Two case studies are presented in more detail to illustrate the data evaluation approaches. The case studies reflect mine sites that are mined for coltan or cassiterite.

3.3.1. Case Study Coltan

The mine site of the first case study is a single, elongated pegmatite crosscut by quartz veins with coltan as the predominant commodity. Cassiterite is only present in a minor amount. Four reference samples have been taken from this mine site with sampling distances between each other varying between 10 m and 110 m. Two sampling campaigns at two different dates have been carried out by different accredited sampling teams to obtain the reference samples.

KS-D Approach

The number of four available reference samples is not enough to obtain a reasonable deposit-specific DC. Therefore, the standard DC approach is applied and only the brother sample comparisons, not related to any reference sample of the mine site of this case study, are used. This leaves 256 comparisons, which are used to calculate a DC for both sigma variations as described in Section 2.2.1.

The four available reference samples imply a number of 12 available brother comparisons for the mine site of this case study, which are checked against the previously obtained DC (DC = 0.35 for 3σ and 0.31 for 2σ). All comparisons between the four samples produce a lower median KS-D (0.20–0.27, see Table 3) and thus are accepted as being brother comparisons (FN = 0%).

To obtain the rate of false-positive results, all available samples not originating from the mine site of this case study are compared to samples CS1_1 to CS1_4 by checking the respective KS-D against the above mentioned DC of each sigma variation. The result is a misclassification of non-brothers (FP) of 65% for 3σ and 43% for 2σ. The relatively high rates of FP results can be attributed to the fact that for this mine site the calculation of a deposit-specific DC is not possible. In the case that a shipment with a declared origin from this mine site shall be evaluated, it is recommended to sample additional reference samples to apply a site-specific DC, which would reduce the portion of FP results (see cassiterite case study below).

Areas Ratio Approach

The areas ratio approach for the coltan case study mine site is applied by calculating log AR for all possible two-sample comparisons of reference samples from this mine site (samples CS1_1–CS1_4). Additionally, three samples from the three mines closest to the case study mine site (CS1_5–CS1_7) are compared to the reference samples of the mine site. The distances between the three additional samples and the case study mine site are 10 km, 27 km, and 50 km, respectively. The log AR of the two-sample comparisons are given in Table 4.

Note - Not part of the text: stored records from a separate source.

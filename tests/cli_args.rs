//! Integration tests for CLI argument handling

use std::process::Command;

/// Helper to run the CLI with given args and capture output
fn run_cli(args: &[&str]) -> std::process::Output {
    Command::new(env!("CARGO_BIN_EXE_radiofeed"))
        .args(args)
        .output()
        .expect("Failed to execute radiofeed")
}

#[test]
fn test_help_flag_exits_successfully() {
    let output = run_cli(&["--help"]);
    assert!(output.status.success(), "Expected --help to exit successfully");
    let stdout = String::from_utf8_lossy(&output.stdout);
    assert!(stdout.contains("radiofeed"), "Help should mention radiofeed");
    assert!(stdout.contains("--bind"), "Help should mention --bind");
    assert!(stdout.contains("--cache-dir"), "Help should mention --cache-dir");
    assert!(stdout.contains("--refresh-all"), "Help should mention --refresh-all");
}

#[test]
fn test_invalid_bind_prints_error_and_exits() {
    let output = run_cli(&["--bind", "not-an-address"]);
    assert!(!output.status.success(), "Expected invalid bind to fail");
    let stderr = String::from_utf8_lossy(&output.stderr);
    assert!(
        stderr.contains("Invalid bind address"),
        "Should print error message about the bind address: {}",
        stderr
    );
}

#[test]
fn test_unknown_flag_is_rejected() {
    let output = run_cli(&["--plan"]);
    assert!(!output.status.success());
}

#[cfg(test)]
mod unit_tests {
    //! Unit tests for CLI parsing that don't require running the binary

    use clap::Parser;
    use radiofeed::cli::{Cli, RunMode, StartupConfig};
    use radiofeed::config::ServiceConfig;

    #[test]
    fn test_refresh_all_flag_selects_mode() {
        let cli = Cli::parse_from(["radiofeed", "--refresh-all"]);
        let config = StartupConfig::from_cli(&cli, ServiceConfig::default()).unwrap();
        assert_eq!(config.mode, RunMode::RefreshAll);
    }

    #[test]
    fn test_environment_bind_is_validated() {
        let cli = Cli::parse_from(["radiofeed"]);
        let service = ServiceConfig::from_lookup(|key| {
            (key == "RADIOFEED_BIND").then(|| "localhost".to_string())
        });
        assert!(StartupConfig::from_cli(&cli, service).is_err());
    }
}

All possible two-sample comparisons of reference samples from the coltan case study mine site give positive log AR between 0.26 and 0.33 (Table 4), which strongly support H1—both samples are from the same origin. The log AR for the comparisons of samples from the mines closest to the case study mine site (CS1_5–CS1_7) and the reference samples of the case study mine site are negative or slightly positive (range: −0.26–0.13). The negative values support H2—both samples are from different origins. The small positive values just slightly support H1. This behavior is clearly different from that of two-sample comparisons of reference samples from the case study mine site and demonstrates that the application of the areas ratio approach works for this case study.

3.3.2. Case Study Cassiterite

The mine site of this case study hosts a cassiterite and coltan bearing pegmatite of elongated shape striking in a northwest-southeast direction. The lateral dimensions of the deposit are roughly 1000 m in length with a width of 100–200 m. Seven reference samples distributed all over the mine site are available. Two sampling campaigns at two different dates have been carried out by different accredited sampling teams to obtain the reference samples. The distances between the sampling points of the reference samples are between 50 m and 800 m.

The number of available reference samples is sufficient to obtain a reasonable mean and standard deviation required for the calculation of a deposit-specific DC for the KS-D approach. Therefore, for this case, it is possible to conduct data evaluation based on the application of (i) a deposit-specific DC and (ii) a standard DC calculated from all available deposits where at least two reference samples are available.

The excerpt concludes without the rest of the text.